» **YOUR GOAL**:
Each record must reappear in the answer exactly as it is written.
┌──
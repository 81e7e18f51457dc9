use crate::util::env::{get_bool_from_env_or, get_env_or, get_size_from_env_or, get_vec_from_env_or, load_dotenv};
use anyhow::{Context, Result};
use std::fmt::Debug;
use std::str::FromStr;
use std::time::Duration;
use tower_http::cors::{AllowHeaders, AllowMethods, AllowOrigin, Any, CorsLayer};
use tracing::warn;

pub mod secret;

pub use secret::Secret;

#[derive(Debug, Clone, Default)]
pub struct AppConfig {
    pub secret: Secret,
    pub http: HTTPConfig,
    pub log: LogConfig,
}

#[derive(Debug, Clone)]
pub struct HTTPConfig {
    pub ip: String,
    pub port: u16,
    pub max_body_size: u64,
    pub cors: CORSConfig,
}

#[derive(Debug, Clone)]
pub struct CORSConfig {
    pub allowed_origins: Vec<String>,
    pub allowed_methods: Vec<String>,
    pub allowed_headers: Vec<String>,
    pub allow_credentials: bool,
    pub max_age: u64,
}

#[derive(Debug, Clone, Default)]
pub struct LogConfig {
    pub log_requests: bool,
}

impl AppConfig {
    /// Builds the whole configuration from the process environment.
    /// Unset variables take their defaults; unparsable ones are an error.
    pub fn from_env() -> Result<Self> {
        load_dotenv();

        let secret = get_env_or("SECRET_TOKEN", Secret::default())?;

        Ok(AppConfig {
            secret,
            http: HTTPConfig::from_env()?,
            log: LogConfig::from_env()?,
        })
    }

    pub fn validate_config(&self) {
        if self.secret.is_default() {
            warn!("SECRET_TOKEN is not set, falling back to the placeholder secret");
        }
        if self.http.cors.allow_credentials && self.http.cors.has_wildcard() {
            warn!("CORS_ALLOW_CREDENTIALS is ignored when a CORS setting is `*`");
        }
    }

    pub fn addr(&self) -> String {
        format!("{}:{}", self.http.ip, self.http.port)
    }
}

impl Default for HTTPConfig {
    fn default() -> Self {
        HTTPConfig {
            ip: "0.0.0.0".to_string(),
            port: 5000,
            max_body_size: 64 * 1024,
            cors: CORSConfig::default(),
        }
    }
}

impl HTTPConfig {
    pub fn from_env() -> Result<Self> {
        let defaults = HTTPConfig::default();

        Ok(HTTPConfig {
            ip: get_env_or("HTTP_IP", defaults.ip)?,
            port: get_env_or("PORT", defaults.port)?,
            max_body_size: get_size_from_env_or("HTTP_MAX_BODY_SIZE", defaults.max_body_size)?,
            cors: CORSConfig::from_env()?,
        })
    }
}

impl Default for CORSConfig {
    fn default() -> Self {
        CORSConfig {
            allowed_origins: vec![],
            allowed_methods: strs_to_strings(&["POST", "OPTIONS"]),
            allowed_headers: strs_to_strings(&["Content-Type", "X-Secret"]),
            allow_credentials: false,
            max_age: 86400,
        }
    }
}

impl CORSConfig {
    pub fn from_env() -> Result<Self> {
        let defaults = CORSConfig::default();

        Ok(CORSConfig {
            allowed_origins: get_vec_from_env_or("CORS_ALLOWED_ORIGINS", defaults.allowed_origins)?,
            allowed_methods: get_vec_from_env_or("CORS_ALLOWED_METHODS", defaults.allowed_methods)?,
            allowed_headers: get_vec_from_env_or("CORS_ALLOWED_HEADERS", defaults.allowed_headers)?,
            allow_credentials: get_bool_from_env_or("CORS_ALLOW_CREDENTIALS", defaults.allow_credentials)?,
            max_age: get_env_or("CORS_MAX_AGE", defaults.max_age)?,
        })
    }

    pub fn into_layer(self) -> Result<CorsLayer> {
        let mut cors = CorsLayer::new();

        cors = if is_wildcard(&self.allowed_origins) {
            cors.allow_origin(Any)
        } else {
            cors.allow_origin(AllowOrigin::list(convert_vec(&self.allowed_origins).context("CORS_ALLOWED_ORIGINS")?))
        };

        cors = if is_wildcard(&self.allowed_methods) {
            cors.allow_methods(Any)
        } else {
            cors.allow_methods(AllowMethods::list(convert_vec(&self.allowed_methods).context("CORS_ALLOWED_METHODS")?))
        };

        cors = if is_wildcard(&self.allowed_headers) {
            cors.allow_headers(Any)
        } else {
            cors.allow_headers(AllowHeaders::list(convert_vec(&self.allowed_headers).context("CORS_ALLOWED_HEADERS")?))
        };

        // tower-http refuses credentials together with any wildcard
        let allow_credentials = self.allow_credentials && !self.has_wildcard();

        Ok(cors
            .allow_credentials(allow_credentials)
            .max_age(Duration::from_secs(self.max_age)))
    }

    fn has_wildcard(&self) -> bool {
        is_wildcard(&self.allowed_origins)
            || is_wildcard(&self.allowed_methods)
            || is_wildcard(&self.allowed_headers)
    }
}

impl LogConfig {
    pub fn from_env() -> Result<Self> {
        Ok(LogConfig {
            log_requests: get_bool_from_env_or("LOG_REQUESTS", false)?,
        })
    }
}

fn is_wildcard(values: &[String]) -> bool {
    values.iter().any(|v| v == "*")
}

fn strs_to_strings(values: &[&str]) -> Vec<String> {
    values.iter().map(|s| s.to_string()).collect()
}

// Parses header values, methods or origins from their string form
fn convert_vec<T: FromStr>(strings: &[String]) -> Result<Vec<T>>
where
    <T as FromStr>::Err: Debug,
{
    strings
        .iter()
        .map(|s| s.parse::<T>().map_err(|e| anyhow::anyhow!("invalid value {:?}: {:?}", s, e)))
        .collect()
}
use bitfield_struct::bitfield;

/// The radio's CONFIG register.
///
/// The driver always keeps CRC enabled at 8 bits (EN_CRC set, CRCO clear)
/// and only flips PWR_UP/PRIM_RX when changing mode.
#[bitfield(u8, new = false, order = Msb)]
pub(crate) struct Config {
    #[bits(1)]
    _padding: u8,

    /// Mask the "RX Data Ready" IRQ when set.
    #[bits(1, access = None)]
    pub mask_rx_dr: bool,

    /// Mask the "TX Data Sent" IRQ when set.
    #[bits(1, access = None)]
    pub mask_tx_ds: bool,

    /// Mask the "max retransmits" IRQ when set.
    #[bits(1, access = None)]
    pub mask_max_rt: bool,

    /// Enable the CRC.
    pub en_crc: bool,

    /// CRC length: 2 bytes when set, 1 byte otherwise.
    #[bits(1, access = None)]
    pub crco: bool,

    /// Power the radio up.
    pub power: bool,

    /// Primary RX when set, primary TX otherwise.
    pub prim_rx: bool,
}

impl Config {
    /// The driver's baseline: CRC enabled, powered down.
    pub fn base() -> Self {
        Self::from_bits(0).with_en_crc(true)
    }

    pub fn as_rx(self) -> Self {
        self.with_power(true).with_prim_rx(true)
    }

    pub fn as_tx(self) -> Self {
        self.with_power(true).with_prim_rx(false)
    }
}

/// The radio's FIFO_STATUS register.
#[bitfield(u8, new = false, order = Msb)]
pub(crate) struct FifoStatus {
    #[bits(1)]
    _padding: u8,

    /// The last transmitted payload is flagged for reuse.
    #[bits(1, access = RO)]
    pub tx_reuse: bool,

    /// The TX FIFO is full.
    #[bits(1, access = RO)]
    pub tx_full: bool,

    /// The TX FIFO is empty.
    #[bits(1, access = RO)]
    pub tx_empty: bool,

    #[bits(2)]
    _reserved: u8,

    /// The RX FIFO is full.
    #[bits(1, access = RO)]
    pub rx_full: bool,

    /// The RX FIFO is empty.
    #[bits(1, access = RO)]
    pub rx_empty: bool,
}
└──
» **RESPONSE TO THE EXERCISE**:
repository 81e7e18f51457dc9
use crate::util::env::{get_bool_from_env_or, get_env_or, get_size_from_env_or, get_vec_from_env_or, load_dotenv};
use anyhow::{Context, Result};
use std::fmt::Debug;
use std::str::FromStr;
use std::time::Duration;
use tower_http::cors::{AllowHeaders, AllowMethods, AllowOrigin, Any, CorsLayer};
use tracing::warn;

pub mod secret;

pub use secret::Secret;

#[derive(Debug, Clone, Default)]
pub struct AppConfig {
    pub secret: Secret,
    pub http: HTTPConfig,
    pub log: LogConfig,
}

#[derive(Debug, Clone)]
pub struct HTTPConfig {
    pub ip: String,
    pub port: u16,
    pub max_body_size: u64,
    pub cors: CORSConfig,
}

#[derive(Debug, Clone)]
pub struct CORSConfig {
    pub allowed_origins: Vec<String>,
    pub allowed_methods: Vec<String>,
    pub allowed_headers: Vec<String>,
    pub allow_credentials: bool,
    pub max_age: u64,
}

#[derive(Debug, Clone, Default)]
pub struct LogConfig {
    pub log_requests: bool,
}

impl AppConfig {
    /// Builds the whole configuration from the process environment.
    /// Unset variables take their defaults; unparsable ones are an error.
    pub fn from_env() -> Result<Self> {
        load_dotenv();

        let secret = get_env_or("SECRET_TOKEN", Secret::default())?;

        Ok(AppConfig {
            secret,
            http: HTTPConfig::from_env()?,
            log: LogConfig::from_env()?,
        })
    }

    pub fn validate_config(&self) {
        if self.secret.is_default() {
            warn!("SECRET_TOKEN is not set, falling back to the placeholder secret");
        }
        if self.http.cors.allow_credentials && self.http.cors.has_wildcard() {
            warn!("CORS_ALLOW_CREDENTIALS is ignored when a CORS setting is `*`");
        }
    }

    pub fn addr(&self) -> String {
        format!("{}:{}", self.http.ip, self.http.port)
    }
}

impl Default for HTTPConfig {
    fn default() -> Self {
        HTTPConfig {
            ip: "0.0.0.0".to_string(),
            port: 5000,
            max_body_size: 64 * 1024,
            cors: CORSConfig::default(),
        }
    }
}

impl HTTPConfig {
    pub fn from_env() -> Result<Self> {
        let defaults = HTTPConfig::default();

        Ok(HTTPConfig {
            ip: get_env_or("HTTP_IP", defaults.ip)?,
            port: get_env_or("PORT", defaults.port)?,
            max_body_size: get_size_from_env_or("HTTP_MAX_BODY_SIZE", defaults.max_body_size)?,
            cors: CORSConfig::from_env()?,
        })
    }
}

impl Default for CORSConfig {
    fn default() -> Self {
        CORSConfig {
            allowed_origins: vec![],
            allowed_methods: strs_to_strings(&["POST", "OPTIONS"]),
            allowed_headers: strs_to_strings(&["Content-Type", "X-Secret"]),
            allow_credentials: false,
            max_age: 86400,
        }
    }
}

impl CORSConfig {
    pub fn from_env() -> Result<Self> {
        let defaults = CORSConfig::default();

        Ok(CORSConfig {
            allowed_origins: get_vec_from_env_or("CORS_ALLOWED_ORIGINS", defaults.allowed_origins)?,
            allowed_methods: get_vec_from_env_or("CORS_ALLOWED_METHODS", defaults.allowed_methods)?,
            allowed_headers: get_vec_from_env_or("CORS_ALLOWED_HEADERS", defaults.allowed_headers)?,
            allow_credentials: get_bool_from_env_or("CORS_ALLOW_CREDENTIALS", defaults.allow_credentials)?,
            max_age: get_env_or("CORS_MAX_AGE", defaults.max_age)?,
        })
    }

    pub fn into_layer(self) -> Result<CorsLayer> {
        let mut cors = CorsLayer::new();

        cors = if is_wildcard(&self.allowed_origins) {
            cors.allow_origin(Any)
        } else {
            cors.allow_origin(AllowOrigin::list(convert_vec(&self.allowed_origins).context("CORS_ALLOWED_ORIGINS")?))
        };

        cors = if is_wildcard(&self.allowed_methods) {
            cors.allow_methods(Any)
        } else {
            cors.allow_methods(AllowMethods::list(convert_vec(&self.allowed_methods).context("CORS_ALLOWED_METHODS")?))
        };

        cors = if is_wildcard(&self.allowed_headers) {
            cors.allow_headers(Any)
        } else {
            cors.allow_headers(AllowHeaders::list(convert_vec(&self.allowed_headers).context("CORS_ALLOWED_HEADERS")?))
        };

        // tower-http refuses credentials together with any wildcard
        let allow_credentials = self.allow_credentials && !self.has_wildcard();

        Ok(cors
            .allow_credentials(allow_credentials)
            .max_age(Duration::from_secs(self.max_age)))
    }

    fn has_wildcard(&self) -> bool {
        is_wildcard(&self.allowed_origins)
            || is_wildcard(&self.allowed_methods)
            || is_wildcard(&self.allowed_headers)
    }
}

impl LogConfig {
    pub fn from_env() -> Result<Self> {
        Ok(LogConfig {
            log_requests: get_bool_from_env_or("LOG_REQUESTS", false)?,
        })
    }
}

fn is_wildcard(values: &[String]) -> bool {
    values.iter().any(|v| v == "*")
}

fn strs_to_strings(values: &[&str]) -> Vec<String> {
    values.iter().map(|s| s.to_string()).collect()
}

// Parses header values, methods or origins from their string form
fn convert_vec<T: FromStr>(strings: &[String]) -> Result<Vec<T>>
where
    <T as FromStr>::Err: Debug,
{
    strings
        .iter()
        .map(|s| s.parse::<T>().map_err(|e| anyhow::anyhow!("invalid value {:?}: {:?}", s, e)))
        .collect()
}
use bitfield_struct::bitfield;

/// The radio's CONFIG register.
///
/// The driver always keeps CRC enabled at 8 bits (EN_CRC set, CRCO clear)
/// and only flips PWR_UP/PRIM_RX when changing mode.
#[bitfield(u8, new = false, order = Msb)]
pub(crate) struct Config {
    #[bits(1)]
    _padding: u8,

    /// Mask the "RX Data Ready" IRQ when set.
    #[bits(1, access = None)]
    pub mask_rx_dr: bool,

    /// Mask the "TX Data Sent" IRQ when set.
    #[bits(1, access = None)]
    pub mask_tx_ds: bool,

    /// Mask the "max retransmits" IRQ when set.
    #[bits(1, access = None)]
    pub mask_max_rt: bool,

    /// Enable the CRC.
    pub en_crc: bool,

    /// CRC length: 2 bytes when set, 1 byte otherwise.
    #[bits(1, access = None)]
    pub crco: bool,

    /// Power the radio up.
    pub power: bool,

    /// Primary RX when set, primary TX otherwise.
    pub prim_rx: bool,
}

impl Config {
    /// The driver's baseline: CRC enabled, powered down.
    pub fn base() -> Self {
        Self::from_bits(0).with_en_crc(true)
    }

    pub fn as_rx(self) -> Self {
        self.with_power(true).with_prim_rx(true)
    }

    pub fn as_tx(self) -> Self {
        self.with_power(true).with_prim_rx(false)
    }
}

/// The radio's FIFO_STATUS register.
#[bitfield(u8, new = false, order = Msb)]
pub(crate) struct FifoStatus {
    #[bits(1)]
    _padding: u8,

    /// The last transmitted payload is flagged for reuse.
    #[bits(1, access = RO)]
    pub tx_reuse: bool,

    /// The TX FIFO is full.
    #[bits(1, access = RO)]
    pub tx_full: bool,

    /// The TX FIFO is empty.
    #[bits(1, access = RO)]
    pub tx_empty: bool,

    #[bits(2)]
    _reserved: u8,

    /// The RX FIFO is full.
    #[bits(1, access = RO)]
    pub rx_full: bool,

    /// The RX FIFO is empty.
    #[bits(1, access = RO)]
    pub rx_empty: bool,
}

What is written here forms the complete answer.